BMP-7 counteracts TGF-β1-induced epithelial-to-mesenchymal transition in human renal proximal tubular epithelial cells
- Xu, Yanfang
- Wan, Jianxin
- Jiang, Dewen
- Wu, Xiaonan
Abstract
Background:
A large proportion of interstitial fibroblasts actually originate from tubular epithelial cells via the epithelial-to-mesenchymal transition (EMT) in renal fibrogenesis. Transforming growth factor-β1 (TGF-β1) is capable of initiating and completing the entire EMT course. Bone morphogenetic protein-7 (BMP-7) is a member of the TGF-β superfamily. Recent studies indicate that BMP-7 could reverse established renal fibrosis in mice, primarily through counteracting TGF-β1-mediated EMT. Therefore, we tested the hypothesis that BMP-7 functions by antagonizing profibrogenic events that are induced by TGF-β1 in cultured human renal proximal tubular epithelial (HK-2) cells.
Methods:
Cultured HK-2 cells were treated with TGF-β1 (3 ng/mL) or a combination of TGF-β1 and BMP-7 (100–400 ng/mL) for 48 hours. Morphological changes were assessed by phase contrast microscopy.
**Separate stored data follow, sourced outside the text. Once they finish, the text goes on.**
//! Router tests against a freshly seeded database
//!
//! Each test gets its own database from `#[sqlx::test]` loaded with the
//! bundled test dataset.

use axum::body::{to_bytes, Body};
use axum::http::{header, Method, Request, StatusCode};
use axum::Router;
use serde_json::Value;
use sqlx::PgPool;
use tower::ServiceExt;

use newsdesk_server::db::seed::{seed, SeedData};
use newsdesk_server::{build_router, AppState};

async fn seeded_app(pool: PgPool) -> Router {
    let _ = tracing_subscriber::fmt().with_test_writer().try_init();

    seed(&pool, &SeedData::test_data().unwrap()).await.unwrap();
    build_router(AppState { pool }, false)
}

async fn send(app: Router, request: Request<Body>) -> (StatusCode, Value) {
    let response = app.oneshot(request).await.unwrap();
    let status = response.status();
    let bytes = to_bytes(response.into_body(), usize::MAX).await.unwrap();
    let body = if bytes.is_empty() {
        Value::Null
    } else {
        serde_json::from_slice(&bytes).unwrap()
    };
    (status, body)
}

fn get(uri: &str) -> Request<Body> {
    Request::get(uri).body(Body::empty()).unwrap()
}

fn json_request(method: Method, uri: &str, body: &str) -> Request<Body> {
    Request::builder()
        .method(method)
        .uri(uri)
        .header(header::CONTENT_TYPE, "application/json")
        .body(Body::from(body.to_owned()))
        .unwrap()
}

#[sqlx::test]
#[ignore = "requires database"]
async fn post_comment_is_201_and_ignores_client_votes(pool: PgPool) {
    let app = seeded_app(pool).await;
    let request = json_request(
        Method::POST,
        "/api/articles/1/comments",
        r#"{"body":"well said","author":"lurker","votes":99}"#,
    );

    let (status, body) = send(app, request).await;
    assert_eq!(status, StatusCode::CREATED);
    assert_eq!(body["msg"], "Comment Added");
    assert_eq!(body["comment"]["article_id"], 1);
    assert_eq!(body["comment"]["body"], "well said");
    assert_eq!(body["comment"]["author"], "lurker");
    assert_eq!(body["comment"]["votes"], 0);
    assert!(body["comment"]["comment_id"].is_i64());
    assert!(body["comment"]["created_at"].is_string());
}

#[sqlx::test]
#[ignore = "requires database"]
async fn post_comment_from_unknown_user_is_404(pool: PgPool) {
    let app = seeded_app(pool).await;
    let request = json_request(
        Method::POST,
        "/api/articles/1/comments",
        r#"{"body":"hello","author":"not_a_user"}"#,
    );

    let (status, _) = send(app, request).await;
    assert_eq!(status, StatusCode::NOT_FOUND);
}

#[sqlx::test]
#[ignore = "requires database"]
async fn post_comment_with_nul_is_400(pool: PgPool) {
    let app = seeded_app(pool).await;
    let request = json_request(
        Method::POST,
        "/api/articles/1/comments",
        r#"{"body":"a\u0000b","author":"lurker"}"#,
    );

    let (status, body) = send(app, request).await;
    assert_eq!(status, StatusCode::BAD_REQUEST);
    assert_eq!(body["msg"], "Bad Request");
}

#[sqlx::test]
#[ignore = "requires database"]
async fn delete_comment_is_204_with_empty_body(pool: PgPool) {
    let app = seeded_app(pool).await;
    let delete = || Request::delete("/api/comments/1").body(Body::empty()).unwrap();

    let (status, body) = send(app.clone(), delete()).await;
    assert_eq!(status, StatusCode::NO_CONTENT);
    assert_eq!(body, Value::Null);

    let (status, _) = send(app, delete()).await;
    assert_eq!(status, StatusCode::NOT_FOUND);
}

#[sqlx::test]
#[ignore = "requires database"]
async fn patch_votes_is_200_with_updated_article(pool: PgPool) {
    let app = seeded_app(pool).await;
    let request = json_request(Method::PATCH, "/api/articles/1", r#"{"inc_votes":-10}"#);

    let (status, body) = send(app.clone(), request).await;
    assert_eq!(status, StatusCode::OK);
    assert_eq!(body["msg"], "Votes Updated Successfully");
    assert_eq!(body["article"]["article_id"], 1);
    assert_eq!(body["article"]["votes"], 90);

    let (status, body) = send(app, get("/api/articles/1")).await;
    assert_eq!(status, StatusCode::OK);
    assert_eq!(body["article"]["votes"], 90);
}

#[sqlx::test]
#[ignore = "requires database"]
async fn patch_votes_past_int_range_is_400(pool: PgPool) {
    let app = seeded_app(pool).await;
    let request = json_request(
        Method::PATCH,
        "/api/articles/1",
        r#"{"inc_votes":2147483647}"#,
    );

    let (status, body) = send(app, request).await;
    assert_eq!(status, StatusCode::BAD_REQUEST);
    assert_eq!(body["msg"], "Bad Request");
}

#[sqlx::test]
#[ignore = "requires database"]
async fn topic_filter_with_nul_is_400(pool: PgPool) {
    let app = seeded_app(pool).await;

    let (status, body) = send(app, get("/api/articles?topic=ca%00ts")).await;
    assert_eq!(status, StatusCode::BAD_REQUEST);
    assert_eq!(body["msg"], "Bad Request");
}

#[sqlx::test]
#[ignore = "requires database"]
async fn get_user_by_username(pool: PgPool) {
    let app = seeded_app(pool).await;

    let (status, body) = send(app.clone(), get("/api/users/lurker")).await;
    assert_eq!(status, StatusCode::OK);
    assert_eq!(body["user"]["username"], "lurker");
    assert_eq!(body["user"]["name"], "do_nothing");
    assert!(body["user"]["avatar_url"].is_string());

    let (status, _) = send(app, get("/api/users/nobody")).await;
    assert_eq!(status, StatusCode::NOT_FOUND);
}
The expression of α-smooth muscle actin (α-SMA), E-cadherin, fibronectin, collagen I and connective tissue growth factor (CTGF) was analyzed by immunofluorescence, reverse transcriptase polymerase chain reaction and Western blotting.
Results:
Incubation of HK-2 cells with 3 ng/mL TGF-β1 for 48 hours induced EMT, in association with decreased E-cadherin expression, increased α-SMA, fibronectin, collagen I and CTGF expression, and loss of epithelial morphology. BMP-7 inhibited all these effects in a dose-dependent manner. In addition, 200 ng/mL BMP-7 reversed TGF-β1-induced EMT, in association with reexpression of endogenous E-cadherin.
Conclusions:
These data suggest that BMP-7 attenuates progressive loss of kidney function and renal fibrosis through counteracting TGF-β1-mediated EMT.